Come sta in realtà l’Uganda, in cui la blogger Rosebell Kagumire ha lanciato l’hashtag #UgandaIsNotSpain? L’Uganda di oggi non è lo stato della canzone di Gaber e non è soltanto lo stato di Joseph Kony. Il paragone con la Spagna è improponibile, perché si tratta di due nazioni a un diverso grado di sviluppo econ0mico, come mostrano i dati sintetizzati dalla BBC: PIL pro capite spagnolo di 31.800 dollari e ugandese di 1.250, aspettativa di vita rispettivamente di 79 anni per gli uomini e 85 per le donne, e di 54 anni per gli uomini e 55 per le donne, crescita del 5% per l’Uganda e piatta per la Spagna, disoccupazione spagnola al 24% e al 4% in Uganda. Tuttavia, non dobbiamo dimenticare che gli investitori internazionali, nel decidere dove mettere il denaro, paragonano tranquillamente le mele con le pere.

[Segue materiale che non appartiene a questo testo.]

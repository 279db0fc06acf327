//! Supervisor: listener, accept loop and per-connection workers.
//!
//! ```text
//! run_server
//!   ├── validate config, prepare storage root
//!   ├── bind_listener (reuse-addr, backlog)
//!   └── serve_forever ── loop ─┬─ shutdown requested → drain_workers, return
//!                              ├─ worker finished   → on_child_exited
//!                              └─ accept            → admission check, spawn run_worker
//! ```
//!
//! Each accepted connection gets its own Tokio task.  The accept loop never
//! waits on a worker; finished workers are reclaimed whenever the `JoinSet`
//! reports one, so none linger.

use std::net::SocketAddr;
use std::sync::Arc;
use std::time::Duration;

use anyhow::Context;
use tokio::io::{AsyncRead, AsyncWrite};
use tokio::net::{TcpListener, TcpSocket, TcpStream};
use tokio::task::JoinSet;
use tokio::time::timeout;
use tracing::{debug, error, info, warn};

use crate::application::{ingest_upload, UploadSink};
use crate::domain::ServerConfig;
use crate::infrastructure::controller::{
    drain_exited, on_child_exited, ArmedConnection, Controller, WorkerExit, WorkerRecord,
    WorkerReport,
};
use crate::infrastructure::session::{
    data_preview, run_session, SessionError, SessionLimits, SessionOutcome,
};
use crate::infrastructure::storage::FsUploadSink;

/// How long running workers get to finish after shutdown before they are
/// aborted.
const SHUTDOWN_GRACE: Duration = Duration::from_millis(500);

// ── Public API ────────────────────────────────────────────────────────────────

/// Creates a listening socket with address reuse enabled.
///
/// # Errors
///
/// Returns the underlying I/O error if the socket cannot be created, bound
/// or put into listening state.
pub fn bind_listener(addr: SocketAddr, backlog: u32) -> std::io::Result<TcpListener> {
    let socket = match addr {
        SocketAddr::V4(_) => TcpSocket::new_v4()?,
        SocketAddr::V6(_) => TcpSocket::new_v6()?,
    };
    socket.set_reuseaddr(true)?;
    socket.bind(addr)?;
    socket.listen(backlog)
}

/// Runs the upload server until `controller` reports shutdown.
///
/// # Errors
///
/// Returns an error if the configuration is invalid, the storage root cannot
/// be created, or the listener cannot be bound.  Per-connection failures
/// never end the server.
pub async fn run_server(config: ServerConfig, controller: Arc<Controller>) -> anyhow::Result<()> {
    config.validate().context("invalid server configuration")?;

    let sink = FsUploadSink::new(&config.storage_root);
    sink.prepare().await.with_context(|| {
        format!(
            "failed to create storage root {}",
            config.storage_root.display()
        )
    })?;

    let listener = bind_listener(config.bind_addr, config.backlog)
        .with_context(|| format!("failed to bind listener on {}", config.bind_addr))?;

    info!(
        "listening on {} (storage root {})",
        listener.local_addr().unwrap_or(config.bind_addr),
        config.storage_root.display()
    );

    serve_forever(listener, Arc::new(config), controller, Arc::new(sink)).await;
    Ok(())
}

/// Accepts connections on `listener` and hands each to its own worker.
///
/// Returns after shutdown has been requested and running workers have been
/// drained.
pub async fn serve_forever(
    listener: TcpListener,
    config: Arc<ServerConfig>,
    controller: Arc<Controller>,
    sink: Arc<dyn UploadSink>,
) {
    let mut workers: JoinSet<WorkerReport> = JoinSet::new();

    loop {
        tokio::select! {
            biased;

            _ = controller.shutdown_requested() => {
                info!("shutdown requested; stopping accept loop");
                break;
            }

            Some(joined) = workers.join_next(), if !workers.is_empty() => {
                let reaped = on_child_exited(joined, &mut workers);
                debug!("reclaimed {reaped} worker(s), {} still running", workers.len());
            }

            accepted = listener.accept() => match accepted {
                Ok((stream, peer)) => {
                    drain_exited(&mut workers);
                    if let Some(limit) = config.max_workers {
                        if workers.len() >= limit {
                            warn!("worker limit {limit} reached; refusing connection from {peer}");
                            drop(stream);
                            continue;
                        }
                    }

                    let record = WorkerRecord::new(peer);
                    info!("created worker {} for {peer}", record.id);
                    workers.spawn(run_worker(
                        stream,
                        record,
                        Arc::clone(&config),
                        Arc::clone(&controller),
                        Arc::clone(&sink),
                    ));
                }
                Err(e) => {
                    // Transient (e.g. too many open files); keep serving.
                    error!("accept error: {e}");
                }
            },
        }
    }

    drop(listener);
    drain_workers(&mut workers).await;
}

// ── Per-connection worker ─────────────────────────────────────────────────────

async fn run_worker(
    stream: TcpStream,
    record: WorkerRecord,
    config: Arc<ServerConfig>,
    controller: Arc<Controller>,
    sink: Arc<dyn UploadSink>,
) -> WorkerReport {
    let conn = controller.arm(stream, record.clone(), config.session_deadline);
    let exit = handle_connection(conn, &config, sink.as_ref()).await;
    WorkerReport { record, exit }
}

/// Runs one connection to completion and decides how the worker ends.
///
/// Generic over the stream so it can be driven by in-memory pipes.
pub async fn handle_connection<S>(
    mut conn: ArmedConnection<S>,
    config: &ServerConfig,
    sink: &dyn UploadSink,
) -> WorkerExit
where
    S: AsyncRead + AsyncWrite + Unpin,
{
    let limits = SessionLimits::from(config);

    match run_session(&mut conn, &limits).await {
        Ok(outcome) => {
            let exit = finish_transfer(conn.record(), outcome, config, sink).await;
            conn.teardown().await;
            exit
        }
        Err(SessionError::DeadlineExpired(_)) => {
            conn.on_timeout().await;
            WorkerExit::TimedOut
        }
        Err(SessionError::Shutdown) => {
            conn.on_shutdown().await;
            WorkerExit::Shutdown
        }
        Err(e @ SessionError::Io { .. }) => {
            error!("{}: {e}; discarding received data", conn.record().peer);
            conn.teardown().await;
            WorkerExit::Failed
        }
    }
}

async fn finish_transfer(
    record: &WorkerRecord,
    outcome: SessionOutcome,
    config: &ServerConfig,
    sink: &dyn UploadSink,
) -> WorkerExit {
    let peer = record.peer;
    info!(
        "{peer}: transmission complete: {} bytes in {} packets ({:?})",
        outcome.bytes_received(),
        outcome.packets,
        outcome.end
    );

    if outcome.data.is_empty() {
        warn!("{peer}: no data received");
        return WorkerExit::Empty;
    }
    debug!("{peer}: first bytes: {}", data_preview(&outcome.data, 32));

    match ingest_upload(&outcome.data, config.max_filename_len, sink).await {
        Ok(_) => WorkerExit::Stored,
        Err(e) => {
            error!("{peer}: upload dropped: {e}");
            WorkerExit::Dropped
        }
    }
}

/// Gives running workers a short grace period, then aborts the rest.
async fn drain_workers(workers: &mut JoinSet<WorkerReport>) {
    if workers.is_empty() {
        return;
    }
    info!("waiting for {} worker(s) to finish", workers.len());

    let drained = timeout(SHUTDOWN_GRACE, async {
        while let Some(joined) = workers.join_next().await {
            on_child_exited(joined, workers);
        }
    })
    .await;

    if drained.is_err() {
        warn!("aborting {} worker(s) still running", workers.len());
        workers.shutdown().await;
    }
}

// ── Tests ─────────────────────────────────────────────────────────────────────

#[cfg(test)]
mod tests {
    use super::*;
    use crate::application::{StoreError, StoredUpload};
    use filedrop_core::SafeFilename;
    use std::path::PathBuf;
    use std::sync::Mutex;
    use tokio::io::{AsyncReadExt, AsyncWriteExt};
    use tokio::time::sleep;

    #[derive(Default)]
    struct RecordingSink {
        stored: Mutex<Vec<(String, Vec<u8>)>>,
    }

    #[async_trait::async_trait]
    impl UploadSink for RecordingSink {
        async fn store(
            &self,
            name: &SafeFilename,
            content: &[u8],
        ) -> Result<StoredUpload, StoreError> {
            self.stored
                .lock()
                .unwrap()
                .push((name.to_string(), content.to_vec()));
            Ok(StoredUpload {
                path: PathBuf::from("/mem").join(name),
                bytes_written: content.len() as u64,
                size_on_disk: None,
            })
        }
    }

    fn test_config() -> ServerConfig {
        ServerConfig {
            bind_addr: "127.0.0.1:0".parse().unwrap(),
            ..ServerConfig::default()
        }
    }

    fn record() -> WorkerRecord {
        WorkerRecord::new("127.0.0.1:40000".parse().unwrap())
    }

    #[tokio::test(start_paused = true)]
    async fn test_handle_connection_stores_upload_on_close() {
        // Arrange
        let controller = Controller::new();
        let config = test_config();
        let sink = RecordingSink::default();
        let (server, mut client) = tokio::io::duplex(4096);
        let conn = controller.arm(server, record(), config.session_deadline);

        // Act
        client.write_all(b"report.txt\nhello").await.unwrap();
        client.shutdown().await.unwrap();
        let exit = handle_connection(conn, &config, &sink).await;

        // Assert
        assert_eq!(exit, WorkerExit::Stored);
        let stored = sink.stored.lock().unwrap();
        assert_eq!(stored[0], ("report.txt".to_string(), b"hello".to_vec()));
    }

    #[tokio::test(start_paused = true)]
    async fn test_handle_connection_closes_stream_after_silence() {
        let controller = Controller::new();
        let config = test_config();
        let sink = RecordingSink::default();
        let (server, mut client) = tokio::io::duplex(4096);
        let conn = controller.arm(server, record(), config.session_deadline);

        client.write_all(b"notes.md\n# title").await.unwrap();
        let worker = tokio::spawn(async move {
            let exit = handle_connection(conn, &config, &sink).await;
            (exit, sink)
        });

        // The server closes its side once the silence threshold passes.
        let mut rest = Vec::new();
        client.read_to_end(&mut rest).await.unwrap();
        let (exit, sink) = worker.await.unwrap();

        assert!(rest.is_empty());
        assert_eq!(exit, WorkerExit::Stored);
        assert_eq!(sink.stored.lock().unwrap()[0].1, b"# title");
    }

    #[tokio::test(start_paused = true)]
    async fn test_handle_connection_empty_is_not_stored() {
        let controller = Controller::new();
        let config = test_config();
        let sink = RecordingSink::default();
        let (server, client) = tokio::io::duplex(4096);
        let conn = controller.arm(server, record(), config.session_deadline);
        drop(client);

        let exit = handle_connection(conn, &config, &sink).await;

        assert_eq!(exit, WorkerExit::Empty);
        assert!(sink.stored.lock().unwrap().is_empty());
    }

    #[tokio::test(start_paused = true)]
    async fn test_handle_connection_drops_traversal_attempt() {
        let controller = Controller::new();
        let config = test_config();
        let sink = RecordingSink::default();
        let (server, mut client) = tokio::io::duplex(4096);
        let conn = controller.arm(server, record(), config.session_deadline);

        client.write_all(b"../../etc/passwd\nroot::0:0").await.unwrap();
        client.shutdown().await.unwrap();
        let exit = handle_connection(conn, &config, &sink).await;

        assert_eq!(exit, WorkerExit::Dropped);
        assert!(sink.stored.lock().unwrap().is_empty());
    }

    #[tokio::test(start_paused = true)]
    async fn test_handle_connection_deadline_stores_nothing() {
        let controller = Controller::new();
        let config = ServerConfig {
            inter_packet_timeout: Duration::from_secs(60),
            session_deadline: Duration::from_secs(5),
            ..test_config()
        };
        let sink = RecordingSink::default();
        let (server, mut client) = tokio::io::duplex(4096);
        let conn = controller.arm(server, record(), config.session_deadline);

        client.write_all(b"stuck.bin\npartial").await.unwrap();
        let holder = tokio::spawn(async move {
            sleep(Duration::from_secs(3600)).await;
            drop(client);
        });

        let exit = handle_connection(conn, &config, &sink).await;
        holder.abort();

        assert_eq!(exit, WorkerExit::TimedOut);
        assert!(sink.stored.lock().unwrap().is_empty());
    }

    #[tokio::test]
    async fn test_bind_listener_on_ephemeral_port() {
        let listener = bind_listener("127.0.0.1:0".parse().unwrap(), 5).unwrap();
        assert_ne!(listener.local_addr().unwrap().port(), 0);
    }

    #[tokio::test]
    async fn test_run_server_rejects_invalid_config() {
        let config = ServerConfig {
            max_buffer_size: 0,
            ..test_config()
        };

        let result = run_server(config, Arc::new(Controller::new())).await;

        assert!(result.is_err());
    }
}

Secondo Calestous Juma, che in The New Harvest ha raccontato l’esperienza dell’ugandese African Rural University, l’insulto spagnolo è un esempio di come l’Europa gestisce – male – le sue relazioni con l’Africa e, aggiunge col sorriso, “visto che gli ugandesi sono gente generosa, dovrebbero condividere qualche banana con il primo ministro spagnolo”. L’orgoglio ugandese è stato sintetizzato da Jackee Batanda su Foreign Policy:
When the world looks at emerging markets, it is the countries like Uganda that offer hope for the future of growth. It is therefore important to correct the perception that Uganda is a lost cause. That’s a long way from the truth. Uganda is a resource-rich country with a vibrant culture. A couple of months ago I produced a photo essay for the Global Press Institute capturing the construction boom in Uganda. Over the last few weeks I’ve blogged about the different steps that Ugandan youth are taking in science and technology. While the only pictures Mr. Rajoy may see on his television in Europe are of a miserable Africa (and I doubt that he gets the real picture from his country’s consulate in Uganda), there is another reality of a progressive Uganda that rarely makes it into the international media.